AU DELÀ DE LA PANDÉMIE: POLITIQUE, POLITIQUE MONÉTAIRE ET MARCHÉS EN 2021 

L’année 2020 marquera à jamais les esprits par la pandémie du coronavirus et l’empreinte de cette expérience mondialement partagée continuera à se faire sentir pendant de nombreuses années. L’an dernier, nous avons également assisté un grand nombre d’évènements cruciaux qui, au cours de toute autre année normale, aurait dominé l’actualité. La violente contestation de l’élection américaine (U.S.), les aléas des tensions commerciales sino-américaines et le Brexit auront de profondes et durables implications pour les investisseurs. Dans le présent article, nous prenons un recul bienvenu mais provisoire par rapport aux sujets liés à la COVID-19 et étudions comment pourrait se dérouler la présidence Biden en 2021, l’évolution possible des relations entre Washington et Pékin, ainsi que les perspectives qui se dessinent pour le Royaume-Uni et l’Europe post-Brexit.
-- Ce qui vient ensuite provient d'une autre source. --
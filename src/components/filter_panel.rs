//! Filter and sort controls for the recipe list.

use leptos::prelude::*;

use crate::filter::{Bucket, RecipeQuery, SortKey};

fn parse_optional(value: &str) -> Option<u32> {
    value.trim().parse::<u32>().ok().filter(|&v| v > 0)
}

fn optional_text(value: Option<u32>) -> String {
    value.map(|v| v.to_string()).unwrap_or_default()
}

#[component]
fn BucketSelect(
    id: &'static str,
    #[prop(into)] label: String,
    value: Signal<Option<Bucket>>,
    low: &'static str,
    medium: &'static str,
    high: &'static str,
    #[prop(into)] on_change: Callback<Option<Bucket>>,
) -> impl IntoView {
    view! {
        <div class="form-group">
            <label for=id>{label}</label>
            <select
                id=id
                class="input"
                prop:value=move || value.get().map(Bucket::value).unwrap_or("")
                on:change=move |ev| on_change.run(Bucket::parse(&event_target_value(&ev)))
            >
                <option value="">"Todas"</option>
                <option value="low">{low}</option>
                <option value="medium">{medium}</option>
                <option value="high">{high}</option>
            </select>
        </div>
    }
}

#[component]
pub fn FilterPanel(
    query: RwSignal<RecipeQuery>,
    /// Restriction tags found in the collection.
    #[prop(into)]
    restrictions: Signal<Vec<String>>,
) -> impl IntoView {
    let (expanded, set_expanded) = signal(false);

    let calories = Signal::derive(move || query.with(|q| q.calories));
    let cost = Signal::derive(move || query.with(|q| q.cost));

    view! {
        <div class="filter-panel">
            <div class="filter-row">
                <input
                    type="search"
                    class="input filter-keyword"
                    placeholder="Buscar por nome ou observações..."
                    prop:value=move || query.with(|q| q.keyword.clone())
                    on:input=move |ev| {
                        let value = event_target_value(&ev);
                        query.update(|q| q.keyword = value);
                    }
                />
                <select
                    class="input filter-sort"
                    prop:value=move || query.with(|q| q.sort.value())
                    on:change=move |ev| {
                        let key = SortKey::parse(&event_target_value(&ev));
                        query.update(|q| q.sort = key);
                    }
                >
                    {SortKey::ALL
                        .iter()
                        .map(|k| view! { <option value=k.value()>{k.label()}</option> })
                        .collect::<Vec<_>>()}
                </select>
                <button
                    class="btn btn-outline btn-small"
                    on:click=move |_| set_expanded.update(|e| *e = !*e)
                >
                    {move || if expanded.get() { "Menos filtros" } else { "Mais filtros" }}
                </button>
                <Show when=move || query.with(RecipeQuery::is_active)>
                    <button
                        class="btn btn-outline btn-small"
                        on:click=move |_| query.update(RecipeQuery::clear)
                    >
                        "Limpar filtros"
                    </button>
                </Show>
            </div>

            <Show when=move || expanded.get()>
                <div class="filter-grid">
                    <div class="form-group">
                        <label for="filter-ingredient">"Ingrediente"</label>
                        <input
                            id="filter-ingredient"
                            class="input"
                            placeholder="ex.: frango"
                            prop:value=move || query.with(|q| q.ingredient.clone())
                            on:input=move |ev| {
                                let value = event_target_value(&ev);
                                query.update(|q| q.ingredient = value);
                            }
                        />
                    </div>
                    <div class="form-group">
                        <label for="filter-portions">"Porções"</label>
                        <input
                            id="filter-portions"
                            type="number"
                            min="1"
                            class="input"
                            prop:value=move || query.with(|q| optional_text(q.portions))
                            on:input=move |ev| {
                                let value = parse_optional(&event_target_value(&ev));
                                query.update(|q| q.portions = value);
                            }
                        />
                    </div>
                    <div class="form-group">
                        <label for="filter-prep">"Tempo máximo (min)"</label>
                        <input
                            id="filter-prep"
                            type="number"
                            min="1"
                            class="input"
                            prop:value=move || query.with(|q| optional_text(q.max_prep_time))
                            on:input=move |ev| {
                                let value = parse_optional(&event_target_value(&ev));
                                query.update(|q| q.max_prep_time = value);
                            }
                        />
                    </div>
                    <BucketSelect
                        id="filter-calories"
                        label="Calorias por porção"
                        value=calories
                        low="Até 250 kcal"
                        medium="250 a 600 kcal"
                        high="Acima de 600 kcal"
                        on_change={move |b: Option<Bucket>| query.update(|q| q.calories = b)}
                    />
                    <BucketSelect
                        id="filter-cost"
                        label="Custo estimado"
                        value=cost
                        low="Até R$ 20"
                        medium="R$ 20 a R$ 50"
                        high="Acima de R$ 50"
                        on_change={move |b: Option<Bucket>| query.update(|q| q.cost = b)}
                    />
                </div>

                <Show when=move || !restrictions.with(Vec::is_empty)>
                    <div class="tag-row filter-tags">
                        <span class="filter-tags-label">"Restrições:"</span>
                        {move || {
                            restrictions
                                .get()
                                .into_iter()
                                .map(|tag| {
                                    let active_tag = tag.clone();
                                    let toggle_tag = tag.clone();
                                    view! {
                                        <button
                                            class="tag tag-toggle"
                                            class:active=move || query.with(|q| {
                                                q.restrictions.iter().any(|t| t.eq_ignore_ascii_case(&active_tag))
                                            })
                                            on:click=move |_| query.update(|q| q.toggle_restriction(&toggle_tag))
                                        >
                                            {tag}
                                        </button>
                                    }
                                })
                                .collect::<Vec<_>>()
                        }}
                    </div>
                </Show>
            </Show>
        </div>
    }
}

#[cfg(test)]
mod tests {
    use super::*;

    #[test]
    fn test_parse_optional_ignores_blank_and_zero() {
        assert_eq!(parse_optional(""), None);
        assert_eq!(parse_optional("0"), None);
        assert_eq!(parse_optional(" 45 "), Some(45));
        assert_eq!(parse_optional("abc"), None);
    }

    #[test]
    fn test_panel_builds_bucket_selects() {
        let owner = Owner::new();
        owner.set();
        let query = RwSignal::new(RecipeQuery::default());
        let _panel = view! {
            <FilterPanel query=query restrictions=Signal::stored(vec!["vegano".to_string()]) />
        };
        assert!(!query.with_untracked(RecipeQuery::is_active));
    }
}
Ce que les investisseurs pourraient attendre de l’administration Biden

Nous prévoyons que l’administration Biden qui arrive va concentrer à court terme ses efforts sur la maîtrise du virus, à la fois en améliorant la distribution des vaccins et en présentant un nouveau plan de relance budgétaire au Congrès. Pour ce qui concerne le plan de relance, Biden va d’abord tenter de travailler avec les membres républicains du Congrès, qui limiteront l’ampleur de tout projet de loi. En cas d’échec, les membres démocrates du Congrès travailleront seuls dans le cadre du processus de conciliation budgétaire qui n’exige qu’une majorité simple ce qui devrait ainsi permettre l’adoption d’un plan plus ambitieux. 

Nous anticipons déjà une croissance supérieure à la tendance aux États-Unis, particulièrement à partir du second trimestre. Un renforcement du plan de relance existant pourrait se traduire par une montée en flèche de la croissance.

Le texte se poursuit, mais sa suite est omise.